The 23% Fairtax Rate in Inclusive, just like how our income taxes are Inclusive. 30% is if the price was exclusive. If you buy something that is $100 dollars, under the Fairtax, the retailer forwards $23 dollars to the Government. 23 out of 100 is what? 23%. Now, if you take the difference, it is $77, $23 is 29.87012% or rounding up, 30% of $77
 
:up:

I do like what Factcheck stands for, but if they get one wrong, how can we take anything else seriously?

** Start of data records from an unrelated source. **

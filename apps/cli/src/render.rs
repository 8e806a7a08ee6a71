//! Plain-text rendering for the terminal.

use search_core::SearchView;
use shared::domain::{Movie, MovieDetails};

pub fn movie_line(movie: &Movie) -> String {
    let year = movie.release_year().unwrap_or("----");
    format!(
        "{:>8}  {} ({year})  {:.1}",
        movie.id, movie.title, movie.vote_average
    )
}

pub fn movie_list(movies: &[Movie]) -> String {
    movies.iter().map(movie_line).collect::<Vec<_>>().join("\n")
}

pub fn search_view(view: &SearchView) -> String {
    let mut out = Vec::new();
    if let Some(status) = view.status_line() {
        out.push(status);
    }
    let movies = view.visible_movies();
    if !movies.is_empty() && !view.loading {
        out.push(movie_list(movies));
    }
    out.join("\n")
}

pub fn details(details: &MovieDetails) -> String {
    let mut out = vec![format!("{} [{}]", details.title, details.id)];
    if let Some(tagline) = details.tagline.as_deref().filter(|t| !t.is_empty()) {
        out.push(tagline.to_string());
    }
    let mut facts = Vec::new();
    if let Some(date) = details.release_date.as_deref().filter(|d| !d.is_empty()) {
        facts.push(date.to_string());
    }
    if let Some(runtime) = details.runtime {
        facts.push(format!("{runtime}m"));
    }
    facts.push(format!("{:.1}/10 ({} votes)", details.vote_average, details.vote_count));
    out.push(facts.join(" | "));
    if !details.genres.is_empty() {
        let genres = details
            .genres
            .iter()
            .map(|genre| genre.name.as_str())
            .collect::<Vec<_>>();
        out.push(genres.join(", "));
    }
    if !details.overview.is_empty() {
        out.push(String::new());
        out.push(details.overview.clone());
    }
    out.join("\n")
}
use anyhow::Result;
use async_trait::async_trait;
use shared::domain::{Movie, MovieDetails, MovieId};

pub mod fetch_state;
pub mod recorder;
pub mod search;
pub mod tmdb;
pub mod view;

pub use fetch_state::{FetchAttempt, FetchOutcome, FetchState, FetchStateController, Fetcher};
pub use recorder::{HttpSearchCountRecorder, LoggingSearchCountRecorder};
pub use search::{DebouncedSearchController, SearchPhase, DEFAULT_DEBOUNCE};
pub use tmdb::{TmdbClient, TmdbError};
pub use view::{SearchStatus, SearchView};

/// The movie catalogue the search screen queries.
#[async_trait]
pub trait MovieSearchProvider: Send + Sync {
    /// Searches by free text. A blank query lists popular titles instead.
    async fn search_movies(&self, query: &str) -> Result<Vec<Movie>>;
    async fn discover_movies(&self) -> Result<Vec<Movie>>;
    async fn movie_details(&self, movie_id: MovieId) -> Result<MovieDetails>;
}

/// Collaborator that tallies which searches led to which top result.
#[async_trait]
pub trait SearchCountRecorder: Send + Sync {
    async fn record_search(&self, query: &str, top_result: &Movie) -> Result<()>;
}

FactCheck at least had the decency to offer the pro-FairTax buttal to its own article in its entirety in the resources section... http://www.factcheck.org/taxes/unspinning_the_fairtax.html , as well as offer the follwing disclaimer:

We did not ignore Americans for Fair Taxation’s research. Much of that research is publicly available and is listed among our sources. We do, however, approach all evidence with a healthy skepticism – including research that is funded by the very group whose claims we are investigating. Where possible we rely upon neutral sources, such as the bipartisan President’s Advisory Panel on Federal Tax Reform, and on opinions from third-party scholars from think tanks like the Brookings Institution and the Cato Institute.

That really doesn't seem biased or unreasonable to me. Plus, the FairTax debate is a lot more dense and multilayered than merely determining the amount of spin on claims made by the Republicans and Democrats during an election year.